So how good is the San Diego Symphony? Good enough that Folsom said an acting principal who left to take a fat contract with a bigger and supposedly better orchestra, called to report that the music-making there was far below the level in San Diego and wanted to come back--and would have come back if there would be a season.

Cardenes’ departure would be a stunning artistic loss. “Without even saying much” one player said, Cardenes inspired the other strings to perform as an ensemble with unprecedented precision and unified tone. But Cardenes is young and can’t be expected to wait around San Diego. Finding a quality replacement for him will not be easy.

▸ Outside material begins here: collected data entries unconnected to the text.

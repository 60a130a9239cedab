use wgpu::{
    BindGroup, BindGroupLayout, Buffer, Device, RenderPipeline as WgpuRenderPipeline,
    TextureFormat, TextureView,
};

/// Render pipeline drawing the cells and grid lines
pub struct RenderPipeline {
    pipeline: WgpuRenderPipeline,
    bind_group_layout: BindGroupLayout,
}

impl RenderPipeline {
    /// Create a new render pipeline
    pub fn new(device: &Device, format: TextureFormat) -> Self {
        let shader = device.create_shader_module(wgpu::ShaderModuleDescriptor {
            label: Some("render-shader"),
            source: wgpu::ShaderSource::Wgsl(include_str!("../shaders/render.wgsl").into()),
        });

        let bind_group_layout = device.create_bind_group_layout(&wgpu::BindGroupLayoutDescriptor {
            label: Some("render-bind-group-layout"),
            entries: &[
                // Cells storage buffer (read-only)
                wgpu::BindGroupLayoutEntry {
                    binding: 0,
                    visibility: wgpu::ShaderStages::FRAGMENT,
                    ty: wgpu::BindingType::Buffer {
                        ty: wgpu::BufferBindingType::Storage { read_only: true },
                        has_dynamic_offset: false,
                        min_binding_size: None,
                    },
                    count: None,
                },
                // Render parameters (uniform)
                wgpu::BindGroupLayoutEntry {
                    binding: 1,
                    visibility: wgpu::ShaderStages::FRAGMENT,
                    ty: wgpu::BindingType::Buffer {
                        ty: wgpu::BufferBindingType::Uniform,
                        has_dynamic_offset: false,
                        min_binding_size: None,
                    },
                    count: None,
                },
            ],
        });

        let pipeline_layout = device.create_pipeline_layout(&wgpu::PipelineLayoutDescriptor {
            label: Some("render-pipeline-layout"),
            bind_group_layouts: &[&bind_group_layout],
            push_constant_ranges: &[],
        });

        let pipeline = device.create_render_pipeline(&wgpu::RenderPipelineDescriptor {
            label: Some("render-pipeline"),
            layout: Some(&pipeline_layout),
            vertex: wgpu::VertexState {
                module: &shader,
                entry_point: Some("vs_main"),
                buffers: &[],
                compilation_options: Default::default(),
            },
            fragment: Some(wgpu::FragmentState {
                module: &shader,
                entry_point: Some("fs_main"),
                targets: &[Some(wgpu::ColorTargetState {
                    format,
                    blend: Some(wgpu::BlendState::REPLACE),
                    write_mask: wgpu::ColorWrites::ALL,
                })],
                compilation_options: Default::default(),
            }),
            primitive: wgpu::PrimitiveState {
                topology: wgpu::PrimitiveTopology::TriangleList,
                ..Default::default()
            },
            depth_stencil: None,
            multisample: wgpu::MultisampleState::default(),
            multiview: None,
            cache: None,
        });

        Self {
            pipeline,
            bind_group_layout,
        }
    }

    /// Create a bind group for the given cell buffer and params buffer
    pub fn create_bind_group(
        &self,
        device: &Device,
        cells_buffer: &Buffer,
        render_params_buffer: &Buffer,
    ) -> BindGroup {
        device.create_bind_group(&wgpu::BindGroupDescriptor {
            label: Some("render-bind-group"),
            layout: &self.bind_group_layout,
            entries: &[
                wgpu::BindGroupEntry {
                    binding: 0,
                    resource: cells_buffer.as_entire_binding(),
                },
                wgpu::BindGroupEntry {
                    binding: 1,
                    resource: render_params_buffer.as_entire_binding(),
                },
            ],
        })
    }

    /// Draw the grid to the given texture view
    pub fn draw(
        &self,
        encoder: &mut wgpu::CommandEncoder,
        view: &TextureView,
        bind_group: &BindGroup,
    ) {
        let mut pass = encoder.begin_render_pass(&wgpu::RenderPassDescriptor {
            label: Some("render-pass"),
            color_attachments: &[Some(wgpu::RenderPassColorAttachment {
                view,
                resolve_target: None,
                ops: wgpu::Operations {
                    load: wgpu::LoadOp::Clear(wgpu::Color::BLACK),
                    store: wgpu::StoreOp::Store,
                },
            })],
            depth_stencil_attachment: None,
            timestamp_writes: None,
            occlusion_query_set: None,
        });

        pass.set_pipeline(&self.pipeline);
        pass.set_bind_group(0, bind_group, &[]);
        pass.draw(0..3, 0..1); // Fullscreen triangle
    }
}
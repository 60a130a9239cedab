mod context;
mod buffers;
mod render;

pub use context::{GpuContext, GpuError};
pub use buffers::{CellBuffers, RenderParams};
pub use render::RenderPipeline;
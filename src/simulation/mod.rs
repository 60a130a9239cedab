mod cell;
mod controller;
mod grid;
mod history;
mod rules;
mod stagnation;

pub use cell::GpuCell;
pub use controller::{Command, RunState, SimulationController};
pub use grid::Grid;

One factor in the symphony board’s favor is that far more musicians graduate from college each year than there are jobs. It’s a buyer’s market, and San Diego can at least outbid the regional orchestras to fill positions.

Canceling the season has not improved the symphony’s other big artistic problem--poor relations with the musicians that get worse each year. Put simply, the musicians no longer trust management and the board. Many of the musicians believe that board never intended to have a 1986 winter season.

The board did not want to have a season because putting on concerts with the construction work on Symphony Towers would be a hassle, the musicians say; therefore, the board proposed a set of terms in the contract talks that the musicians would have to refuse, resulting in a deadlock that would cause a canceled season.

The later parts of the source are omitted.